This proposal will deliver the GeoX suite of experimental apparatus to do just that; allowing earth and environmental researchers to gain new insight and understanding into how the planet works. The GeoX suite includes aparatus that lets us heat and cool our samples, lets us deform them till the break, lets us inject fluids into them or extract fluids from them, or do all of these thindgs at the same time. This means we can investigate almost every environment we are interested in.
The reserach done using the GeoX suite could ultimately help us improve our food and energy security, move towards a low carbon and low waste economy, reduce the impact of pollution in soils and sediments, preserve fragile ecosystems and environments, mitigate the effects of climate change, build more sustainable cities, and improve our ability to forecast and manage the risks and effects of natural events such as extreme weather, volcanic eruptions and earthquakes.
Planned Impact
The GeoX suite is primarily aimed at increasing research capability of the user group, allowing more innovation in their research programmes through access to the equipment. The widespread community engagement during the development of the GeoX suite proposal, and the diversity of research areas where the GeoX suite has potential application, makes impact and innovation highly likely and highly diverse. It is impossible to outline potential impacts here in details, and most NERC users will have impact pathways within the projects on which the GeoX Suite is being used.

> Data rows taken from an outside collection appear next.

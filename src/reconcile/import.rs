//! Spreadsheet to stage.
//!
//! The whole file is validated and every row is resolved against the locked
//! tables before the first write. Any failure leaves the store untouched.

use std::collections::HashSet;

use crate::error::{AppResult, EntityKind, LabError};
use crate::model::{Parameter, ParameterId, RunId, StageId, TypedValue, ValueId};
use crate::runs::{insert_run, insert_value};
use crate::store::{ParameterScope, Tables};

use super::table::Table;
use super::RUN_ID_COLUMN;

/// Runs touched by an import.
#[derive(Debug, Clone, Default, PartialEq, Eq)]
pub struct ImportSummary {
    pub created: Vec<RunId>,
    pub updated: Vec<RunId>,
}

enum RowPlan {
    Create(Vec<(ParameterId, TypedValue)>),
    Update(RunId, Vec<(ValueId, TypedValue)>),
}

/// Check the column layout against the routine's parameter names.
fn validate_columns(table: &Table, params: &[&Parameter]) -> AppResult<()> {
    for (col, name) in table.headers.iter().enumerate() {
        if name == RUN_ID_COLUMN {
            continue;
        }
        if table.rows.iter().any(|row| row[col].is_empty()) {
            return Err(LabError::validation(format!(
                "The parameter {name} contains empty values."
            )));
        }
    }

    let allowed: HashSet<&str> = std::iter::once(RUN_ID_COLUMN)
        .chain(params.iter().map(|p| p.name.as_str()))
        .collect();
    if let Some(unknown) = table.headers.iter().find(|h| !allowed.contains(h.as_str())) {
        return Err(LabError::validation(format!(
            "The dataset contains parameters that are not present in the routine ({unknown})."
        )));
    }

    let mut seen = HashSet::new();
    if let Some(dup) = table.headers.iter().find(|h| !seen.insert(h.as_str())) {
        return Err(LabError::validation(format!(
            "The dataset contains the column {dup} more than once."
        )));
    }

    if table.headers.len() != params.len() + 1 {
        return Err(LabError::validation(format!(
            "The number of parameters in the dataset ({}) does not match the number of parameters in the routine ({}).",
            table.headers.len() - 1,
            params.len()
        )));
    }
    Ok(())
}

/// Parse a `run_id` cell. Spreadsheet tools sometimes write `7.0`.
fn parse_run_id(cell: &str, row_number: usize) -> AppResult<RunId> {
    if let Ok(id) = cell.parse::<RunId>() {
        return Ok(id);
    }
    match cell.parse::<f64>() {
        Ok(v) if v.fract() == 0.0 && v >= 1.0 && v < u64::MAX as f64 => Ok(RunId(v as u64)),
        _ => Err(LabError::validation(format!(
            "Row {row_number}: run_id '{cell}' is not a valid run id."
        ))),
    }
}

fn plan_rows(
    t: &Tables,
    stage_id: StageId,
    table: &Table,
    params: &[&Parameter],
) -> AppResult<Vec<RowPlan>> {
    let run_col = table.column_index(RUN_ID_COLUMN);
    // Column index to parameter; run_id maps to None.
    let columns: Vec<Option<&Parameter>> = table
        .headers
        .iter()
        .map(|h| params.iter().copied().find(|p| &p.name == h))
        .collect();

    let mut touched = HashSet::new();
    let mut plans = Vec::with_capacity(table.rows.len());
    for (index, row) in table.rows.iter().enumerate() {
        let row_number = index + 2;
        let mut cells = Vec::with_capacity(params.len());
        for (col, param) in columns.iter().enumerate() {
            let Some(param) = param else { continue };
            let value = TypedValue::cast(param.data_type, &row[col]).map_err(|e| {
                LabError::validation(format!("Row {row_number}: parameter {}: {e}", param.name))
            })?;
            // Static parameters report the catalog default; nothing to store.
            if !param.is_static {
                cells.push((*param, value));
            }
        }

        let run_cell = run_col.map(|c| row[c].as_str()).unwrap_or("");
        if run_cell.is_empty() {
            plans.push(RowPlan::Create(
                cells.into_iter().map(|(p, v)| (p.id, v)).collect(),
            ));
            continue;
        }

        let run_id = parse_run_id(run_cell, row_number)?;
        let run = t.run(run_id)?;
        if run.stage_id != stage_id {
            return Err(LabError::validation(format!(
                "Row {row_number}: run {run_id} does not belong to this stage."
            )));
        }
        if !touched.insert(run_id) {
            return Err(LabError::validation(format!(
                "Row {row_number}: run {run_id} appears more than once."
            )));
        }
        let mut updates = Vec::with_capacity(cells.len());
        for (param, value) in cells {
            let existing = t.find_value(run_id, param.id).ok_or_else(|| {
                LabError::not_found(
                    EntityKind::Value,
                    format!("for run {run_id} and parameter {}", param.name),
                )
            })?;
            updates.push((existing.id, value));
        }
        plans.push(RowPlan::Update(run_id, updates));
    }
    Ok(plans)
}

/// Validate `table` against the stage's routine and apply it in one step.
pub(crate) fn import_stage(
    t: &mut Tables,
    stage_id: StageId,
    mut table: Table,
    scope: ParameterScope,
) -> AppResult<ImportSummary> {
    if table.column_index(RUN_ID_COLUMN).is_none() {
        table.push_column(RUN_ID_COLUMN, "");
    }

    let plans = {
        let stage = t.stage(stage_id)?;
        let params = t.routine_parameters(stage.routine_id, scope)?;
        validate_columns(&table, &params)?;
        plan_rows(t, stage_id, &table, &params)?
    };

    let mut summary = ImportSummary::default();
    for plan in plans {
        match plan {
            RowPlan::Create(values) => {
                let run = insert_run(t, stage_id);
                for (pid, value) in values {
                    insert_value(t, run.id, pid, value);
                }
                summary.created.push(run.id);
            }
            RowPlan::Update(run_id, values) => {
                for (value_id, value) in values {
                    t.value_mut(value_id)?.value = value;
                }
                summary.updated.push(run_id);
            }
        }
    }
    Ok(summary)
}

Impact and innovation from all users will be tracked, but the metrics and timescale of that impact vary with project and application. Submission of a record of peer reviewed publications, conference proceedings, enabled grant income, new research collaborations, innovations and impact generated will be a requiement of GeoX access, as will acknowledgement of the GeoX grant in all result dissemination activity. We will run an online light touch reporting system. linked to the GeoX booking system, and will and make use of Research Fish and other established platforms. Early successes are likely to be through enhancement and extension of ongoing projects, providing additional impact through users embedded within CDT and DTP programmes; as well as through active NERC standard, consortia, and fellowship projects, larger directed programmes (e.g. UKGEOS, BRITROCK) and interdisciplinary engagement (e.g. UKRI, GCRF, ISCF).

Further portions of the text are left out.